EXERCISE MATERIAL »
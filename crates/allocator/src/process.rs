//! Simulated processes submitted to an allocator.

use derive_more::{Display, From, IsVariant};

/// Identifies a simulated process.
///
/// Displays as the bare number, so `ProcessId::new(3)` renders as `3`.
#[derive(Debug, Clone, Copy, PartialEq, Eq, PartialOrd, Ord, Hash, Display, From)]
pub struct ProcessId(u32);

impl ProcessId {
    #[must_use]
    pub const fn new(raw: u32) -> Self {
        Self(raw)
    }

    #[must_use]
    pub const fn get(self) -> u32 {
        self.0
    }
}

/// Where a process is in its allocation lifecycle.
#[derive(Debug, Default, Clone, Copy, PartialEq, Eq, IsVariant)]
pub enum ProcessState {
    #[default]
    Unallocated,
    Allocated,
}

/// A request for memory on behalf of one process.
///
/// The caller creates a process, submits it to an allocator, and forgets it
/// after a successful deallocation. Only the allocator moves it between
/// [`ProcessState`]s.
#[derive(Debug, Clone, PartialEq, Eq)]
pub struct Process {
    id: ProcessId,
    size: usize,
    state: ProcessState,
}

impl Process {
    /// Creates an unallocated process requesting `size` units.
    #[must_use]
    pub fn new(id: u32, size: usize) -> Self {
        Self {
            id: ProcessId::new(id),
            size,
            state: ProcessState::Unallocated,
        }
    }

    #[must_use]
    pub fn id(&self) -> ProcessId {
        self.id
    }

    /// Returns the number of units the process asked for.
    #[must_use]
    pub fn size(&self) -> usize {
        self.size
    }

    #[must_use]
    pub fn state(&self) -> ProcessState {
        self.state
    }

    pub(crate) fn set_state(&mut self, state: ProcessState) {
        self.state = state;
    }
}

/// Ownership record stored in the ledger for an owned region.
///
/// `used` is the part of the region the process actually requested; the
/// remainder is internal fragmentation.
#[derive(Debug, Clone, Copy, PartialEq, Eq, Hash)]
pub(crate) struct Claim {
    pub(crate) id: ProcessId,
    pub(crate) used: usize,
}

impl Claim {
    pub(crate) fn new(id: ProcessId, used: usize) -> Self {
        Self { id, used }
    }
}
//! Errors reported by the allocators.
//!
//! Every error leaves the allocator exactly as it was before the failing
//! call. None of them is fatal; the caller decides whether to retry with
//! other parameters or give up on the process.

use snafu::{Location, Snafu};

use crate::process::ProcessId;

/// Errors that can occur while placing a process.
#[derive(Debug, Snafu)]
#[snafu(module, visibility(pub(crate)))]
pub enum AllocateError {
    #[snafu(display("process {id} requested zero units"))]
    EmptyRequest {
        id: ProcessId,
        #[snafu(implicit)]
        location: Location,
    },
    #[snafu(display("process {id} already owns an allocation"))]
    AlreadyAllocated {
        id: ProcessId,
        #[snafu(implicit)]
        location: Location,
    },
    #[snafu(display(
        "process {id} requested {requested} units, more than the largest grantable unit ({limit})"
    ))]
    SizeExceedsPartition {
        id: ProcessId,
        requested: usize,
        limit: usize,
        #[snafu(implicit)]
        location: Location,
    },
    #[snafu(display("not enough free memory for process {id} ({requested} units)"))]
    OutOfSpace {
        id: ProcessId,
        requested: usize,
        #[snafu(implicit)]
        location: Location,
    },
}

impl AllocateError {
    /// Returns the process the failed request was made for.
    #[must_use]
    pub fn process_id(&self) -> ProcessId {
        match self {
            Self::EmptyRequest { id, .. }
            | Self::AlreadyAllocated { id, .. }
            | Self::SizeExceedsPartition { id, .. }
            | Self::OutOfSpace { id, .. } => *id,
        }
    }
}

/// Errors that can occur while removing a process.
#[derive(Debug, Snafu)]
#[snafu(module, visibility(pub(crate)))]
pub enum DeallocateError {
    #[snafu(display("process {id} owns no allocation"))]
    NotFound {
        id: ProcessId,
        #[snafu(implicit)]
        location: Location,
    },
}

/// Errors that can occur while constructing an allocator from invalid
/// parameters.
#[derive(Debug, Snafu)]
#[snafu(module, visibility(pub(crate)))]
pub enum ConfigError {
    #[snafu(display("total capacity must not be zero"))]
    ZeroCapacity {
        #[snafu(implicit)]
        location: Location,
    },
    #[snafu(display("{unit} must not be zero"))]
    ZeroUnitSize {
        unit: &'static str,
        #[snafu(implicit)]
        location: Location,
    },
    #[snafu(display("at least one partition is required"))]
    NoPartitions {
        #[snafu(implicit)]
        location: Location,
    },
    #[snafu(display("partition sizes add up to more than the address space"))]
    CapacityOverflow {
        #[snafu(implicit)]
        location: Location,
    },
    #[snafu(display("partition {index} has size zero"))]
    ZeroPartition {
        index: usize,
        #[snafu(implicit)]
        location: Location,
    },
    #[snafu(display("capacity {capacity} is not a multiple of the {unit} ({unit_size})"))]
    NotMultiple {
        capacity: usize,
        unit: &'static str,
        unit_size: usize,
        #[snafu(implicit)]
        location: Location,
    },
    #[snafu(display("{what} must be a power of two, got {value}"))]
    NotPowerOfTwo {
        what: &'static str,
        value: usize,
        #[snafu(implicit)]
        location: Location,
    },
    #[snafu(display("{unit} ({unit_size}) exceeds the capacity ({capacity})"))]
    UnitExceedsCapacity {
        unit: &'static str,
        unit_size: usize,
        capacity: usize,
        #[snafu(implicit)]
        location: Location,
    },
}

WHAT YOU WILL DO » Set all the data down again, exactly as it reads above.

WRITTEN SOLUTION »
filename crates/allocator/src/process.rs
//! Simulated processes submitted to an allocator.

use derive_more::{Display, From, IsVariant};

/// Identifies a simulated process.
///
/// Displays as the bare number, so `ProcessId::new(3)` renders as `3`.
#[derive(Debug, Clone, Copy, PartialEq, Eq, PartialOrd, Ord, Hash, Display, From)]
pub struct ProcessId(u32);

impl ProcessId {
    #[must_use]
    pub const fn new(raw: u32) -> Self {
        Self(raw)
    }

    #[must_use]
    pub const fn get(self) -> u32 {
        self.0
    }
}

/// Where a process is in its allocation lifecycle.
#[derive(Debug, Default, Clone, Copy, PartialEq, Eq, IsVariant)]
pub enum ProcessState {
    #[default]
    Unallocated,
    Allocated,
}

/// A request for memory on behalf of one process.
///
/// The caller creates a process, submits it to an allocator, and forgets it
/// after a successful deallocation. Only the allocator moves it between
/// [`ProcessState`]s.
#[derive(Debug, Clone, PartialEq, Eq)]
pub struct Process {
    id: ProcessId,
    size: usize,
    state: ProcessState,
}

impl Process {
    /// Creates an unallocated process requesting `size` units.
    #[must_use]
    pub fn new(id: u32, size: usize) -> Self {
        Self {
            id: ProcessId::new(id),
            size,
            state: ProcessState::Unallocated,
        }
    }

    #[must_use]
    pub fn id(&self) -> ProcessId {
        self.id
    }

    /// Returns the number of units the process asked for.
    #[must_use]
    pub fn size(&self) -> usize {
        self.size
    }

    #[must_use]
    pub fn state(&self) -> ProcessState {
        self.state
    }

    pub(crate) fn set_state(&mut self, state: ProcessState) {
        self.state = state;
    }
}

/// Ownership record stored in the ledger for an owned region.
///
/// `used` is the part of the region the process actually requested; the
/// remainder is internal fragmentation.
#[derive(Debug, Clone, Copy, PartialEq, Eq, Hash)]
pub(crate) struct Claim {
    pub(crate) id: ProcessId,
    pub(crate) used: usize,
}

impl Claim {
    pub(crate) fn new(id: ProcessId, used: usize) -> Self {
        Self { id, used }
    }
}
//! Errors reported by the allocators.
//!
//! Every error leaves the allocator exactly as it was before the failing
//! call. None of them is fatal; the caller decides whether to retry with
//! other parameters or give up on the process.

use snafu::{Location, Snafu};

use crate::process::ProcessId;

/// Errors that can occur while placing a process.
#[derive(Debug, Snafu)]
#[snafu(module, visibility(pub(crate)))]
pub enum AllocateError {
    #[snafu(display("process {id} requested zero units"))]
    EmptyRequest {
        id: ProcessId,
        #[snafu(implicit)]
        location: Location,
    },
    #[snafu(display("process {id} already owns an allocation"))]
    AlreadyAllocated {
        id: ProcessId,
        #[snafu(implicit)]
        location: Location,
    },
    #[snafu(display(
        "process {id} requested {requested} units, more than the largest grantable unit ({limit})"
    ))]
    SizeExceedsPartition {
        id: ProcessId,
        requested: usize,
        limit: usize,
        #[snafu(implicit)]
        location: Location,
    },
    #[snafu(display("not enough free memory for process {id} ({requested} units)"))]
    OutOfSpace {
        id: ProcessId,
        requested: usize,
        #[snafu(implicit)]
        location: Location,
    },
}

impl AllocateError {
    /// Returns the process the failed request was made for.
    #[must_use]
    pub fn process_id(&self) -> ProcessId {
        match self {
            Self::EmptyRequest { id, .. }
            | Self::AlreadyAllocated { id, .. }
            | Self::SizeExceedsPartition { id, .. }
            | Self::OutOfSpace { id, .. } => *id,
        }
    }
}

/// Errors that can occur while removing a process.
#[derive(Debug, Snafu)]
#[snafu(module, visibility(pub(crate)))]
pub enum DeallocateError {
    #[snafu(display("process {id} owns no allocation"))]
    NotFound {
        id: ProcessId,
        #[snafu(implicit)]
        location: Location,
    },
}

/// Errors that can occur while constructing an allocator from invalid
/// parameters.
#[derive(Debug, Snafu)]
#[snafu(module, visibility(pub(crate)))]
pub enum ConfigError {
    #[snafu(display("total capacity must not be zero"))]
    ZeroCapacity {
        #[snafu(implicit)]
        location: Location,
    },
    #[snafu(display("{unit} must not be zero"))]
    ZeroUnitSize {
        unit: &'static str,
        #[snafu(implicit)]
        location: Location,
    },
    #[snafu(display("at least one partition is required"))]
    NoPartitions {
        #[snafu(implicit)]
        location: Location,
    },
    #[snafu(display("partition sizes add up to more than the address space"))]
    CapacityOverflow {
        #[snafu(implicit)]
        location: Location,
    },
    #[snafu(display("partition {index} has size zero"))]
    ZeroPartition {
        index: usize,
        #[snafu(implicit)]
        location: Location,
    },
    #[snafu(display("capacity {capacity} is not a multiple of the {unit} ({unit_size})"))]
    NotMultiple {
        capacity: usize,
        unit: &'static str,
        unit_size: usize,
        #[snafu(implicit)]
        location: Location,
    },
    #[snafu(display("{what} must be a power of two, got {value}"))]
    NotPowerOfTwo {
        what: &'static str,
        value: usize,
        #[snafu(implicit)]
        location: Location,
    },
    #[snafu(display("{unit} ({unit_size}) exceeds the capacity ({capacity})"))]
    UnitExceedsCapacity {
        unit: &'static str,
        unit_size: usize,
        capacity: usize,
        #[snafu(implicit)]
        location: Location,
    },
}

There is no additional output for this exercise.